Additionally, Inglis champions technology as a means for people with complex needs to live more independently in the community. “Those were two exciting initiatives that struck a chord with me,” says DeBruicker. She became the first Inglis board chair to have a physical disability and has been committed to creating the “most rewarding environment for people who do live at Inglis House.”
After eight years, her time on the board will come to an end this year. Fellow Inglis board member Won Shin has nothing but praise for her leadership and her unique point of view. “She understood, and continues to understand at the highest levels, what it means to advocate for someone,” says Shin, a fellow quad and friend who is the executive director at the Philadelphia office of the global business management firm, Ernst & Young. “Take those skills and combine them with her superior intellect, gracious and confident communication style, and the fact that [she] uses a wheelchair, and you have a board chair that impeccably represented Inglis and those we serve every day.”
The People’s Work
After 18 years at Duane Morris, DeBruicker decided she was ready for a new challenge, one that combined her interest in community service with her legal work. Working as a member of the Civil Division of the U.S. Attorney’s Office fit the bill. She started in December 2016.

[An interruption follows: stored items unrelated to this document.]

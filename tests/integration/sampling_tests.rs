//! These tests run the sampler against fixture counter files.

use assert_cmd::prelude::*;
use predicates::prelude::*;

use crate::util::{no_cfg_cpustat_command, HEADER};

#[test]
fn test_samples_repeat() {
    no_cfg_cpustat_command()
        .args(["-s", "./tests/fixtures/sample_stat", "-r", "250ms", "-n", "3"])
        .assert()
        .success()
        .stdout(format!("{HEADER}10\t20\t30\t40\n").repeat(3));
}

#[test]
fn test_full_stat_file() {
    no_cfg_cpustat_command()
        .args(["-s", "./tests/fixtures/full_stat", "-n", "1"])
        .assert()
        .success()
        .stdout(predicate::str::starts_with(HEADER))
        .stdout(predicate::str::contains("NaN").not());
}

#[test]
fn test_zero_counters_are_nan() {
    no_cfg_cpustat_command()
        .args(["-s", "./tests/fixtures/zero_stat", "-n", "1"])
        .assert()
        .success()
        .stdout(format!("{HEADER}NaN\tNaN\tNaN\tNaN\n"));
}

#[test]
fn test_bad_counter_is_reported() {
    no_cfg_cpustat_command()
        .args(["-s", "./tests/fixtures/bad_nice_stat", "-r", "250ms", "-n", "2"])
        .assert()
        .success()
        .stdout("")
        .stderr(predicate::str::contains(
            "failed to sample CPU stats: failed to parse the 'nice' counter",
        ));
}

#[test]
fn test_empty_source_is_reported() {
    no_cfg_cpustat_command()
        .args(["-s", "./tests/fixtures/empty_stat", "-n", "1"])
        .assert()
        .success()
        .stdout("")
        .stderr(predicate::str::contains(
            "failed to sample CPU stats: no data to read counters from",
        ));
}

#[test]
fn test_missing_source_is_reported() {
    no_cfg_cpustat_command()
        .args(["-s", "./tests/fixtures/does_not_exist", "-n", "1"])
        .assert()
        .success()
        .stdout("")
        .stderr(predicate::str::contains("failed to sample CPU stats"));
}
use std::{
    sync::{Condvar, Mutex},
    time::Duration,
};

/// A cancellation token, shared between the sampling loop and whatever
/// requests that it stops (e.g. a signal handler).
pub struct CancellationToken {
    // Setting this to true marks the token as cancelled.
    mutex: Mutex<bool>,
    cvar: Condvar,
}

impl Default for CancellationToken {
    fn default() -> Self {
        Self {
            mutex: Mutex::new(false),
            cvar: Condvar::new(),
        }
    }
}

impl CancellationToken {
    /// Mark the [`CancellationToken`] as cancelled, waking up anything
    /// sleeping on it.
    ///
    /// This is idempotent, and once cancelled, will stay cancelled.
    pub fn cancel(&self) {
        let mut guard = self
            .mutex
            .lock()
            .expect("cancellation token lock should not be poisoned");

        if !*guard {
            *guard = true;
            self.cvar.notify_all();
        }
    }

    /// Whether the [`CancellationToken`] has been cancelled.
    pub fn is_cancelled(&self) -> bool {
        *self
            .mutex
            .lock()
            .expect("cancellation token lock should not be poisoned")
    }

    /// Sleeps for `duration`, returning early if the token is cancelled.
    ///
    /// Returns whether the token is cancelled after waking up. If it was
    /// already cancelled, this returns immediately.
    pub fn sleep_with_cancellation(&self, duration: Duration) -> bool {
        let guard = self
            .mutex
            .lock()
            .expect("cancellation token lock should not be poisoned");

        let (result, _) = self
            .cvar
            .wait_timeout_while(guard, duration, |cancelled| !*cancelled)
            .expect("cancellation token lock should not be poisoned");

        *result
    }
}
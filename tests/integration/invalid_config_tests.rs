//! These tests are for testing some invalid config-file-specific options.

use assert_cmd::prelude::*;
use predicates::prelude::*;

use crate::util::cpustat_command;

#[test]
fn test_toml_mismatch_type() {
    cpustat_command(&["-C", "./tests/invalid_configs/toml_mismatch_type.toml"])
        .assert()
        .failure()
        .stderr(predicate::str::contains("invalid type"));
}

#[test]
fn test_malformed_toml() {
    cpustat_command(&["-C", "./tests/invalid_configs/malformed.toml"])
        .assert()
        .failure()
        .stderr(predicate::str::contains(
            "Unable to properly parse or create the config file.",
        ));
}

#[test]
fn test_invalid_rate() {
    cpustat_command(&["-C", "./tests/invalid_configs/invalid_rate.toml"])
        .assert()
        .failure()
        .stderr(predicate::str::contains(
            "'rate' was set with an invalid value, please update it in your config file.",
        ));
}

#[test]
fn test_small_rate() {
    cpustat_command(&["-C", "./tests/invalid_configs/small_rate.toml"])
        .assert()
        .failure()
        .stderr(predicate::str::contains("'rate' must be at least 250ms"));
}

/// Arguments are checked before the config file's values are ever needed.
#[test]
fn test_arg_rate_overrides_invalid_config_rate() {
    cpustat_command(&[
        "-C",
        "./tests/invalid_configs/invalid_rate.toml",
        "-r",
        "1s",
        "-n",
        "1",
        "-s",
        "./tests/fixtures/sample_stat",
    ])
    .assert()
    .success();
}
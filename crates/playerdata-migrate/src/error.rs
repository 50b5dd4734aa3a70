//! Error types for playerdata-migrate.
//!
//! A single crate-wide error type. The decoder and the mapper keep their own
//! narrower errors so that per-file failures can be told apart from fatal
//! ones (see [`Error::is_file_level`]).

use thiserror::Error;

use crate::mapper::MappingError;
use crate::nbt::DecodeError;

/// Result type alias for migration operations.
pub type Result<T> = std::result::Result<T, Error>;

/// Errors that can occur while migrating.
#[derive(Error, Debug)]
pub enum Error {
    /// Bad operator input or configuration file (port, host, credentials).
    #[error("Configuration error: {0}")]
    Config(String),

    /// The prompt could not be read from the terminal.
    #[error("Prompt error: {0}")]
    Prompt(String),

    /// A legacy player file could not be decoded.
    #[error("Decode error: {0}")]
    Decode(#[from] DecodeError),

    /// A decoded item could not be mapped to a record.
    #[error("Mapping error: {0}")]
    Mapping(#[from] MappingError),

    /// The remote item table could not be fetched.
    #[error("Item table error: {0}")]
    Resolution(String),

    /// Database driver error.
    #[error("Database error: {0}")]
    Database(#[from] mongodb::error::Error),

    /// The final bulk write was rejected, fully or partially.
    #[error("Bulk write failed: {0}")]
    BulkWrite(String),

    /// A record could not be converted to a BSON document.
    #[error("Serialization error: {0}")]
    Serialization(#[from] mongodb::bson::ser::Error),

    /// IO error.
    #[error("IO error: {0}")]
    Io(#[from] std::io::Error),

    /// YAML parsing error.
    #[error("YAML error: {0}")]
    Yaml(#[from] serde_yaml::Error),

    /// HTTP client error.
    #[error("HTTP error: {0}")]
    Http(#[from] reqwest::Error),
}

impl Error {
    /// Whether this error only invalidates the file being processed.
    ///
    /// File-level errors are logged and the file is skipped; everything else
    /// aborts the migration.
    #[must_use]
    pub fn is_file_level(&self) -> bool {
        matches!(self, Self::Decode(_) | Self::Mapping(_))
    }
}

As a lawyer for the United States and its citizens, DeBruicker enforces all civil laws, including the Americans with Disabilities Act, and represents the U.S. in other proceedings. She also ensures people who are billing the government do so in accordance with the law. “I feel like I’m doing more of the people’s work,” she says. “It’s doing right by the taxpayers. It’s making sure that what the law promises in rights and access is actually what people experience on the ground.”
Not only does she feel strongly about her work, but others within the office do too. It’s the right combination of fit and focus. One of her most successful projects to date involved working with Philadelphia restaurants to implement compliance programs and resolve violations of access issues under the ADA.
While the skills to be a strong lawyer and advocate may have come naturally to DeBruicker, the demands of her work have not always been easy. She says a pressure sore forced her to realize she could do anything, but not everything.
“I came out of the gate like, ‘Look I can do anything anyone else does,’” she says. “Sometimes it’s hard to advocate for yourself, but if you think about not asking for yourself and instead asking for the benefit of the next person to come along, you can make it easier for [someone else] down the line.”
Reflecting on the last two years, DeBruicker feels she made the right choice. “This feels like a broader purpose, not just pushing corporate money around. I’m in a position to do some good.”
As a former high school and college athlete, DeBruicker now gets her hits in playing wheelchair rugby for the Magee Eagles. She has been playing for almost 10 years, but feels like it’s a new part of her life. “I’m still not very good at it. I should probably know a hell of a lot more of what I’m doing by now,” she jokes.
While she loves the exercise and competition, the camaraderie that comes with being around people who have similar experiences is hard to beat. “It’s nice to be around people that get all the jokes — sort of the same gallows humor,” she says. Though there is one thing that reigns supreme: “At the end of a long day of depositions to go and smash into things is pretty therapeutic.”